WORK ITEM. Could you copy every line of the data that contains "loops"?
── MATERIAL PROVIDED ──
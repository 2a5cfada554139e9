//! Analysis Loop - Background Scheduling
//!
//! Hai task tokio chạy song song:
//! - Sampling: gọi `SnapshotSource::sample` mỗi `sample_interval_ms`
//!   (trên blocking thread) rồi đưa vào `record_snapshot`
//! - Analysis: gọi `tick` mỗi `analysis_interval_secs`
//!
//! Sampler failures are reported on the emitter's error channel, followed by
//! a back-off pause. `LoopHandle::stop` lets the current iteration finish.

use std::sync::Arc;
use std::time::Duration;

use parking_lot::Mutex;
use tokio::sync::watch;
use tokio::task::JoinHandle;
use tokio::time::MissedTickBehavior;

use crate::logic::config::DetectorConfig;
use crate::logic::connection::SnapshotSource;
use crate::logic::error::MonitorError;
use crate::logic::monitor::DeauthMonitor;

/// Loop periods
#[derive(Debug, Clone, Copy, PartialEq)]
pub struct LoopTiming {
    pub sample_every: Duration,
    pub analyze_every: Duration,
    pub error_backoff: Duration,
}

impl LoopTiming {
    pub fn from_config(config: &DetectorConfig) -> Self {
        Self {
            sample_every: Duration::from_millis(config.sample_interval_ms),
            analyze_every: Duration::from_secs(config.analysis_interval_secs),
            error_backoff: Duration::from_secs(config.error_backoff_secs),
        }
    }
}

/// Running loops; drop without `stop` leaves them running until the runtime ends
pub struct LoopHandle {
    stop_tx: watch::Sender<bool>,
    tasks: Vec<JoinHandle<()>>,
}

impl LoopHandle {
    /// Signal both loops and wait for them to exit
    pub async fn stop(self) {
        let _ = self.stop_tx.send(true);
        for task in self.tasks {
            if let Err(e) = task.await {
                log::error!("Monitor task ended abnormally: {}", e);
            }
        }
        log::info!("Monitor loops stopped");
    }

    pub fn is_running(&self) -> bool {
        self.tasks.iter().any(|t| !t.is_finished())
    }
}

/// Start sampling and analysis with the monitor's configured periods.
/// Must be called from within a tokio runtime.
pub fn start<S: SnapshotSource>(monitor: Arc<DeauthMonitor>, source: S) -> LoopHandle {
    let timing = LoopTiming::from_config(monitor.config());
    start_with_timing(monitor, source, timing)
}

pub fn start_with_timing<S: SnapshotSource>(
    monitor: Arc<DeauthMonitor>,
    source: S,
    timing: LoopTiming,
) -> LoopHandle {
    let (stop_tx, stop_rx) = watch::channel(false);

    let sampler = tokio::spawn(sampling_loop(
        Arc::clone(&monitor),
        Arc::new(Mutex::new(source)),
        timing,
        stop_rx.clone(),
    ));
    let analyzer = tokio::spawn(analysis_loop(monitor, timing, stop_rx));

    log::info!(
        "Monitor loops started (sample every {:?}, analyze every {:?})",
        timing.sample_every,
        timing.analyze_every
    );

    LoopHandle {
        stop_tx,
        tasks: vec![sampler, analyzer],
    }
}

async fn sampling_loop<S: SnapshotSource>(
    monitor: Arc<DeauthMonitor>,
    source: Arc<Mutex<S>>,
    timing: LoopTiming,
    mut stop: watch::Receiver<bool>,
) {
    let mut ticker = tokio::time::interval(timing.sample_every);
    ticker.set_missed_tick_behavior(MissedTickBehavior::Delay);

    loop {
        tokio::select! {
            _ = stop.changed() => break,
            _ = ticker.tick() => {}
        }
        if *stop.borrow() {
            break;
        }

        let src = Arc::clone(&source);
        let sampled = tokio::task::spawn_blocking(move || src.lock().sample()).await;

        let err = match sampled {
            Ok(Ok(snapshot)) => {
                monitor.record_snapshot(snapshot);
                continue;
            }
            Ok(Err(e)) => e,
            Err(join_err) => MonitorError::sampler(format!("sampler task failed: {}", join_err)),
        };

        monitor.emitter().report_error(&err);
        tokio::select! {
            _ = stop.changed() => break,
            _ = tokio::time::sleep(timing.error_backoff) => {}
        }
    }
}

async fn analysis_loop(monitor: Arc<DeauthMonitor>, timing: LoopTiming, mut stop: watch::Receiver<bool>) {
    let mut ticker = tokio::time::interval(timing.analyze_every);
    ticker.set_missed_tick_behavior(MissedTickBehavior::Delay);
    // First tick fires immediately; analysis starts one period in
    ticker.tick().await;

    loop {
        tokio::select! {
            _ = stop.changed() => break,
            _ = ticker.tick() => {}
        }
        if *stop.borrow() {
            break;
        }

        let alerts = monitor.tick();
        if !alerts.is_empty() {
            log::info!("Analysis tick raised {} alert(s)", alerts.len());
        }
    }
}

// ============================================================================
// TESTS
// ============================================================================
───
ANSWER TO THIS PROBLEM.
/// Running loops; drop without `stop` leaves them running until the runtime ends
    /// Signal both loops and wait for them to exit
        log::info!("Monitor loops stopped");
        "Monitor loops started (sample every {:?}, analyze every {:?})",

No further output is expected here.